At an office party the other day, someone was filling up drinks for everyone and asking each person what he/she wanted. We had two kinds of Sprite, regular and "Aruba Jam Remix" flavor. I wanted to try the "Aruba Jam" just because it was new and what the hey. (It's okay, but not as good as the Berry Clear Remix or whatver it's called.) The next guy behind me also wanted to try this, so when he asked for his drink, he said "Sprite Remix" and I was just like "whoa, that's wrong!" This seemed like a weird overreaction to me, so I thought about it some.
I've always thought the idea of calling these new fruit-flavored Sprites "Remixes" was one of the great examples of the Coca-Cola Company trying too hard to be street and to sell sugar water to urban kids and people who drive Scions. In fact, Coke is so up their own ass with the street marketing and wannabe hip ad campaigns for its soda brands, I almost forgot that these Sprites were called "Remixes" and just resigned myself to the fact that no matter what I say or do, the knobs at Coke will keep on pushing this down kids throats until "Remix" isn't cool anymore. If they thought they could get away with Bling Coke, I'm sure they would. But I guess to me, in my head, I always think of these new Sprites as eith "Tropical This" or "Berry That," taking "Remix" out of the equation to preserve my own sanity. When I heard someone actually utter the words "Sprite Remix," I was horrified.
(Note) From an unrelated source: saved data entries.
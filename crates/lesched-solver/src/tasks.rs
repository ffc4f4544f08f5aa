//! Solver bodies wrapped as pool tasks.
//!
//! Each constructor pairs a task handle with a result cell the awaiter can
//! drain after completion. A singular system is recorded in the cell (and
//! logged) rather than tearing the pool down: pool tasks always complete.

use std::sync::{Arc, Mutex};

use lesched_pool::{Task, TaskHandle, WorkerPool};
use tracing::warn;

use crate::equation::LinearEquation;
use crate::error::SolverError;
use crate::{gauss, lu};

pub type SolveResult = Result<Vec<f64>, SolverError>;

/// Hand-off slot for a task's solution, written exactly once by the task
/// body. Reading before the task finished returns `None`.
#[derive(Default)]
pub struct ResultCell {
    result: Mutex<Option<SolveResult>>,
}

impl ResultCell {
    fn put(&self, result: SolveResult) {
        if let Err(err) = &result {
            warn!(%err, "solver task failed");
        }
        *self.result.lock().unwrap() = Some(result);
    }

    pub fn take(&self) -> Option<SolveResult> {
        self.result.lock().unwrap().take()
    }
}

/// Serial blocked LU as a pool task.
pub fn lu_task(le: LinearEquation) -> (TaskHandle, Arc<ResultCell>) {
    let cell = Arc::new(ResultCell::default());
    let task = Task::new({
        let cell = Arc::clone(&cell);
        move |_| cell.put(lu::solve(le))
    });
    (task, cell)
}

/// Parallel blocked LU as a pool task. The body fans `A22` rows (and the
/// `U12` update) back into the same pool from whichever worker runs it.
pub fn lu_parallel_task(le: LinearEquation, pool: Arc<WorkerPool>) -> (TaskHandle, Arc<ResultCell>) {
    let cell = Arc::new(ResultCell::default());
    let task = Task::new({
        let cell = Arc::clone(&cell);
        move |tid| cell.put(lu::solve_parallel(le, &pool, tid))
    });
    (task, cell)
}

/// Gaussian elimination as a pool task.
pub fn gauss_task(le: LinearEquation) -> (TaskHandle, Arc<ResultCell>) {
    let cell = Arc::new(ResultCell::default());
    let task = Task::new({
        let cell = Arc::clone(&cell);
        move |_| cell.put(gauss::solve(le))
    });
    (task, cell)
}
And this is where the problem really kicks off: it's the commercialization of culture that turns something once interesting or unique into a commodity and a sales pitch. It's what happens when you have DJs selling candy because Twix bars supposedly "Mix two great flavors." It's what results from Coke paying illegal ad placement companies to plaster up Coke viral banners and ads all over the urban landscape. It's the cool hunters, the young ad execs hired and promoted because they have their finger on the youth market, the graphitti artists selling their work for jeans and shoe ads, street artists exhibiting at museums, sponsored by Sprite and Scion... you get a vibrant and expressive culture (in this case, hip hop) distilled into a brand. Call it the Hip Hop Lifestyle Brand, and suddenly, it's just Martha Stewart for young people with baggy pants. And when the street fights back, the new kids don't buy the hype anymore, and people are tired of their rebellion, their expression, and their own, self-defined identity being used by corporate hacks, the hacks go and repackage their youth product lines to incoporate that new angst. "We're with you man, we hate the suits as much as you!" Eventually, kids get too old to care, start worrying about car and house payments and jobs and laundry and lawn care and suddenly, the fight's been taken out of everyone by reducing the tools for fighting to bubble gum wrappers and soda cans.
A Sprite Remix doesn't lead to a global meltdown of all subversive culture, but sometimes, it feels like it might. There's a new McDonald's commercial on TV where a fast food drone tries to convince his skeptical friend that McDonalds ISN'T an evil, conniving black ops agency trying to brainwash people into eating Chicken Strips. His spooked buddy even calls an old lady who likes the chicken "a plant," which is an internet anti-corporate, anti-viral marketing rallying cry if ever there was one. And we've been assimilated once again. Keep fighting the good fight.